### HOW TO COMPLETE THIS TASK
Return every line below in which "detached" appears.

SUPPLIED DATA Start Marker

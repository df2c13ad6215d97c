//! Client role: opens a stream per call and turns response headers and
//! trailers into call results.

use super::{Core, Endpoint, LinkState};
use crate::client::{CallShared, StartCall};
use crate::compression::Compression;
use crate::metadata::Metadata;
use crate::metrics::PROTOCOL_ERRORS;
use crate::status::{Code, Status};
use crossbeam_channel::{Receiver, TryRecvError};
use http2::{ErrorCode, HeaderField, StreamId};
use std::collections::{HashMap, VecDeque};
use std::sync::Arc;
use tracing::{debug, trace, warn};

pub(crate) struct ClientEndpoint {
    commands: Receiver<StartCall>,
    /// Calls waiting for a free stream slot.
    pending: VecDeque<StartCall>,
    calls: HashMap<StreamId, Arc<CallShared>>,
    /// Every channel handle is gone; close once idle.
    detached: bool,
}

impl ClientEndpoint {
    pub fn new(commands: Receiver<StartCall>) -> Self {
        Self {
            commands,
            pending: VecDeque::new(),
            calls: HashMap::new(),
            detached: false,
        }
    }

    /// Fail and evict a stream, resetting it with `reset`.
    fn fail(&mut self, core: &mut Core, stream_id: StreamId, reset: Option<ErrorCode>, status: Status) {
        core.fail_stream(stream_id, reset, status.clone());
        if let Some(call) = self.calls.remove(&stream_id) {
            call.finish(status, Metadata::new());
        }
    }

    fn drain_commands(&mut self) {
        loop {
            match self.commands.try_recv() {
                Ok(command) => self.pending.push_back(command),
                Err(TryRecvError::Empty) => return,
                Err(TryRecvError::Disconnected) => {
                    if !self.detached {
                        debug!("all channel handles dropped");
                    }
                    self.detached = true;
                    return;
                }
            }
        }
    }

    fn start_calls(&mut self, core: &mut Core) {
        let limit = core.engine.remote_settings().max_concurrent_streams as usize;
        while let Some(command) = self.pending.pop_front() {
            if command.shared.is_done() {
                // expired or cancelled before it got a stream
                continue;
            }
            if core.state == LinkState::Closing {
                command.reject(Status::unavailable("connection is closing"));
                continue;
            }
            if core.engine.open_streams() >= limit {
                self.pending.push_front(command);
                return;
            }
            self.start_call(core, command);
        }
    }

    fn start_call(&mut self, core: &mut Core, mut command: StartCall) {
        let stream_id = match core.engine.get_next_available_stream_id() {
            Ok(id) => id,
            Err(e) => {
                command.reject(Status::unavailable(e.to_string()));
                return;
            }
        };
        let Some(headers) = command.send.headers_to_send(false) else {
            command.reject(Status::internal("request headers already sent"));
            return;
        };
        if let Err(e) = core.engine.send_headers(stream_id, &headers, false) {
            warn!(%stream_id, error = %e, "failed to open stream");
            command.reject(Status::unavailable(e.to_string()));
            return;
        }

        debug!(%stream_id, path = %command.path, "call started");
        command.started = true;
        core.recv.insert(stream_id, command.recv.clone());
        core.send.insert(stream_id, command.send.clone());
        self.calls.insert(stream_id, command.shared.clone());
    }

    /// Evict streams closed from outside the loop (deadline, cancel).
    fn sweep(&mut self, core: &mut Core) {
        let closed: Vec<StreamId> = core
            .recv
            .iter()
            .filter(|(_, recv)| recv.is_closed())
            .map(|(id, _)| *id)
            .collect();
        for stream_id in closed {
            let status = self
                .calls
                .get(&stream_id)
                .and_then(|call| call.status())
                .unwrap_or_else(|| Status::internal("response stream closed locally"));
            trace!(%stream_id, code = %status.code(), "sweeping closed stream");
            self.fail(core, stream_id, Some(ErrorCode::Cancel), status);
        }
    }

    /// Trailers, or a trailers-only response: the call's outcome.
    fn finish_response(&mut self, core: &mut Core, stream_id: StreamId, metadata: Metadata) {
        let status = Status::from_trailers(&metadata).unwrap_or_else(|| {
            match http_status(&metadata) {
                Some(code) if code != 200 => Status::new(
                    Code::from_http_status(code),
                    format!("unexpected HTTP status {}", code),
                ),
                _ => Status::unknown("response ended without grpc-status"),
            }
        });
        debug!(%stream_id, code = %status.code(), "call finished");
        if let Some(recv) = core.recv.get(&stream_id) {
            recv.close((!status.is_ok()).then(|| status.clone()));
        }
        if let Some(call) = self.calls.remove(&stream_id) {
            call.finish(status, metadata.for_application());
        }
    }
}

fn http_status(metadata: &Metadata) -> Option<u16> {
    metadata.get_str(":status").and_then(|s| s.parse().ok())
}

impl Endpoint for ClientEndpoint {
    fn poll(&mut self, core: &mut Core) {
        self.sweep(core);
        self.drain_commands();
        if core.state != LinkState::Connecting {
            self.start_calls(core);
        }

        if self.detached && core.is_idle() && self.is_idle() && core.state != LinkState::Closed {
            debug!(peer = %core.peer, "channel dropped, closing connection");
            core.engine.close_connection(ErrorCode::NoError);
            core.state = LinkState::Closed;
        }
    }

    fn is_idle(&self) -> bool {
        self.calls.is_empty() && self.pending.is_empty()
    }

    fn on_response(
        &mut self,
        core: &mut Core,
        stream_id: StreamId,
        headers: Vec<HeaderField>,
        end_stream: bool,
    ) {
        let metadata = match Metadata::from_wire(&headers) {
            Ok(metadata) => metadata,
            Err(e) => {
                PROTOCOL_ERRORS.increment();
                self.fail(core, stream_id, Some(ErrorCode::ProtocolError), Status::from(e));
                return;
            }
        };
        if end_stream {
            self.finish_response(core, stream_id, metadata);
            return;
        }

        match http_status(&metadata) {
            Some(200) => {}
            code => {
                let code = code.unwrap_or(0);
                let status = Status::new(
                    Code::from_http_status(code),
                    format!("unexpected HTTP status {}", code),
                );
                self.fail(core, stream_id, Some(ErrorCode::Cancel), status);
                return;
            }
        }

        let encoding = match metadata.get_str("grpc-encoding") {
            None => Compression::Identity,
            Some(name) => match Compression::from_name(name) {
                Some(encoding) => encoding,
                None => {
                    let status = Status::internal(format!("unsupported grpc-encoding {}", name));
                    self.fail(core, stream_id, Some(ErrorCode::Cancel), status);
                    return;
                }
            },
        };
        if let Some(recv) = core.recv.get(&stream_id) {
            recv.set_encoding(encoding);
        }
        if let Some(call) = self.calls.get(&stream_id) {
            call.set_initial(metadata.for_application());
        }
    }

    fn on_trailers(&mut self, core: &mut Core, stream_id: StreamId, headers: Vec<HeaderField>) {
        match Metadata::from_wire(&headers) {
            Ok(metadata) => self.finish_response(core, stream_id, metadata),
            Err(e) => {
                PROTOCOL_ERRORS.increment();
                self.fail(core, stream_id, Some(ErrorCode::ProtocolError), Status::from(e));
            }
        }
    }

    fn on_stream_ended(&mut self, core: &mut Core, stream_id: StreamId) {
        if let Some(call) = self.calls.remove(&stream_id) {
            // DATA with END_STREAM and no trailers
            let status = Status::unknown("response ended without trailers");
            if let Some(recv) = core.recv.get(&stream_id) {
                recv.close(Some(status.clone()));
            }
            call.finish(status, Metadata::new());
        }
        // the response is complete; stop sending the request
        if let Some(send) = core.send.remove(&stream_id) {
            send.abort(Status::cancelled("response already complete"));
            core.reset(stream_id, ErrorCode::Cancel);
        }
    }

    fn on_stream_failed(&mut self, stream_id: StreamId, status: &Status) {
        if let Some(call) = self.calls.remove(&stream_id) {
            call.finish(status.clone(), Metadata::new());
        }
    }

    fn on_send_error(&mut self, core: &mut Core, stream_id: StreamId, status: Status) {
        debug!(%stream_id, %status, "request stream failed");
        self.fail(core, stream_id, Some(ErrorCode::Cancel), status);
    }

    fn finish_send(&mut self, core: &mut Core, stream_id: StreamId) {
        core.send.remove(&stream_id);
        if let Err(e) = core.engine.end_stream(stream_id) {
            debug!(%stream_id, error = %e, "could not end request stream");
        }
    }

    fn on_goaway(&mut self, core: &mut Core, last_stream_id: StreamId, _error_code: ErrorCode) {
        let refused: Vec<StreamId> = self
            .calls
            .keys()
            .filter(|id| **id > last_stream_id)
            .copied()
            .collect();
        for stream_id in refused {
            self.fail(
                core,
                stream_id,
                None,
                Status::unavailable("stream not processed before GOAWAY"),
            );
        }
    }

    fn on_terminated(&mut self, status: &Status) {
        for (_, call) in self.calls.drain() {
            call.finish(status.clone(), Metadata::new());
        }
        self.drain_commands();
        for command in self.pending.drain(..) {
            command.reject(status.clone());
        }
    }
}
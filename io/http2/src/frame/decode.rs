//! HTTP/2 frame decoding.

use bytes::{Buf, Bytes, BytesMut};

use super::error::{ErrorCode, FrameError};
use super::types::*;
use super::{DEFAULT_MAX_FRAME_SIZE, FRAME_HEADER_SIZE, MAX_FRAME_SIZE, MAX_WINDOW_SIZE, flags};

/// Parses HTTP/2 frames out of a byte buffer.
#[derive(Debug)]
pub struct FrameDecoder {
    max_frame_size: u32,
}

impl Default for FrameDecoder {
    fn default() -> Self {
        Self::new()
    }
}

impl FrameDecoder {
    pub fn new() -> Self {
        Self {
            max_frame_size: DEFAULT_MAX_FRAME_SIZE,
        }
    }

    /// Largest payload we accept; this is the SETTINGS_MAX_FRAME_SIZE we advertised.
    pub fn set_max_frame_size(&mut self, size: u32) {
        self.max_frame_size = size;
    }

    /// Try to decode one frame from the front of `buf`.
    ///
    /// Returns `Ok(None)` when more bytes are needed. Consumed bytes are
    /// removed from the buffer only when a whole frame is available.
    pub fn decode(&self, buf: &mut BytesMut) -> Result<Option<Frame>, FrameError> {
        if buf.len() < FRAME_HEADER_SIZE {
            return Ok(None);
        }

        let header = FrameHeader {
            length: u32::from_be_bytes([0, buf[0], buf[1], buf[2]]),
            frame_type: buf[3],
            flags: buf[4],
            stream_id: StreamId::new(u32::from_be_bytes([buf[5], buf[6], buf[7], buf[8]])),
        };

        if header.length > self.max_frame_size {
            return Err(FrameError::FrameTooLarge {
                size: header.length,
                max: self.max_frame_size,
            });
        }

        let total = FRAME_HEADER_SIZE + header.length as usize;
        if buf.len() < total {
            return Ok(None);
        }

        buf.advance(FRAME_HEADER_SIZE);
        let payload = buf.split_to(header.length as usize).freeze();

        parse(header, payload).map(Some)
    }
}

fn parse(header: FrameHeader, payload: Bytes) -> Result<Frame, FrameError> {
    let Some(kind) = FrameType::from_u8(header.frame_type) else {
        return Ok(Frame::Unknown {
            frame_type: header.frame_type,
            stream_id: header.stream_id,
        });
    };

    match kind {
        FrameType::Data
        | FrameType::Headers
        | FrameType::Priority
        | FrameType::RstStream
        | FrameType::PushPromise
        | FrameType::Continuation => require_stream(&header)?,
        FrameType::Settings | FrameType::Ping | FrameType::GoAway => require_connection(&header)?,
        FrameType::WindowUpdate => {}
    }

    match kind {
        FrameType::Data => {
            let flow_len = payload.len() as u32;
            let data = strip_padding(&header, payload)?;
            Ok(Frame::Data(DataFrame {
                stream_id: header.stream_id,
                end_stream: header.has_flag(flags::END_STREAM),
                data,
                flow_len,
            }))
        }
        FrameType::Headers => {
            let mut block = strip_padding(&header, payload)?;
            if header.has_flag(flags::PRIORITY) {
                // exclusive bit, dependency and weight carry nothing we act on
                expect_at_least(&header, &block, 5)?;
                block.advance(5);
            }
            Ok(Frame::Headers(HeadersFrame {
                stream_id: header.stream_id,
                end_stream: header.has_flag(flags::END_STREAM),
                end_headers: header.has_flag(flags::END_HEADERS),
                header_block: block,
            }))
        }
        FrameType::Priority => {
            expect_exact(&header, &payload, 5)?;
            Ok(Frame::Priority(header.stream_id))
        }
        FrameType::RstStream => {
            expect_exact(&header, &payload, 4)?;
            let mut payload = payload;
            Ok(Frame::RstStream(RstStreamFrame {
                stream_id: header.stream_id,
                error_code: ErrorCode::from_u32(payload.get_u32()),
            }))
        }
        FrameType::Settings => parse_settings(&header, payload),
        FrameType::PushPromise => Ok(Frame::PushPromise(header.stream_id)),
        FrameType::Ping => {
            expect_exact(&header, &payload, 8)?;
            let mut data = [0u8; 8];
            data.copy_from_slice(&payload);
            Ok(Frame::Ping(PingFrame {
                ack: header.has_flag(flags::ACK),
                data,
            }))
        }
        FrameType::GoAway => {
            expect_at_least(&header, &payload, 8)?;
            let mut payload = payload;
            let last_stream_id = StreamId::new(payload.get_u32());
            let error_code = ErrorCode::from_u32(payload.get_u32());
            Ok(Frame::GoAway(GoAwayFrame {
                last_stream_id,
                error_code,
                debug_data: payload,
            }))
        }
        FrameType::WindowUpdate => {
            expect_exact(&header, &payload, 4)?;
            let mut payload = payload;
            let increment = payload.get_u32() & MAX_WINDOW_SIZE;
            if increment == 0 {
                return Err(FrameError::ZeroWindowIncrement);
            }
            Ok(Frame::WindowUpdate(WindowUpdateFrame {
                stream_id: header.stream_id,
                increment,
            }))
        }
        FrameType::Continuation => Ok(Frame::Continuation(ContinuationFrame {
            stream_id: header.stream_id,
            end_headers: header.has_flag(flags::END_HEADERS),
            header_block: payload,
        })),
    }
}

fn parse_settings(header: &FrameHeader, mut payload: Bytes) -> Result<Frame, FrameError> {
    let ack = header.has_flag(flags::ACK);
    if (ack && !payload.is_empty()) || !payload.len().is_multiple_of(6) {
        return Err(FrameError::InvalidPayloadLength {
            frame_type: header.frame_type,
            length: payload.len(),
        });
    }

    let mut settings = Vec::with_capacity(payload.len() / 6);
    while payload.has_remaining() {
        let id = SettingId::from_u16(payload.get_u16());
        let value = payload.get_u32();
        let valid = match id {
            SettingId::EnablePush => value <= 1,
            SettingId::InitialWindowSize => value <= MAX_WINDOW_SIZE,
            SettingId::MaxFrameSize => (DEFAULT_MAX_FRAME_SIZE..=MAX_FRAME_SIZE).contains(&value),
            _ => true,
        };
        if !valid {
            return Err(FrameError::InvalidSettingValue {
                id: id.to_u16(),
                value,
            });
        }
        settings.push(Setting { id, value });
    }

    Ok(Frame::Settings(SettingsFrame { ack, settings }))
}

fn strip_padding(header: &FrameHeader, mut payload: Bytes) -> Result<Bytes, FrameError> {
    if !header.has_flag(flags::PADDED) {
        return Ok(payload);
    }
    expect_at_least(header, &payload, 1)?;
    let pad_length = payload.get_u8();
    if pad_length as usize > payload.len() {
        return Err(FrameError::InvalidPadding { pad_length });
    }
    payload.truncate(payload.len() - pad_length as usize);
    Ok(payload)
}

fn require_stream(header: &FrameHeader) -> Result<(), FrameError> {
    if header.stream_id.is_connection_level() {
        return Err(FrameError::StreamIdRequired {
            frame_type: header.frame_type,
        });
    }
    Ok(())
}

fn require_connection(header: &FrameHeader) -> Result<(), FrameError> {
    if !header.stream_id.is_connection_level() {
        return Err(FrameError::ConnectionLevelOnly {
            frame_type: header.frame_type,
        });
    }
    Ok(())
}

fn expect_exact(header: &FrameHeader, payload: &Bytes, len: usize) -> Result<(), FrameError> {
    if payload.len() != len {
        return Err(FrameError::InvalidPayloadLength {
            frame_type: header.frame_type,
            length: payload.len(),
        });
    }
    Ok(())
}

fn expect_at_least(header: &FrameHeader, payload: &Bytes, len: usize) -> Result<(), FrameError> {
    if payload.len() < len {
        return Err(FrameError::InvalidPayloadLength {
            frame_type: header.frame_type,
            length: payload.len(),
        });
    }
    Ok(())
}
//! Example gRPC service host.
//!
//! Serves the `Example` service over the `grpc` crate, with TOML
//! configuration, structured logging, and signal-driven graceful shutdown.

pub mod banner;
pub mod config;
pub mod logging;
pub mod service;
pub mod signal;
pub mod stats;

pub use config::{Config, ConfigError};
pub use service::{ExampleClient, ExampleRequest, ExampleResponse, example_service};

SUPPLIED DATA End Marker

### THE ANSWER
    detached: bool,
            detached: false,
                    if !self.detached {
                    self.detached = true;
        if self.detached && core.is_idle() && self.is_idle() && core.state != LinkState::Closed {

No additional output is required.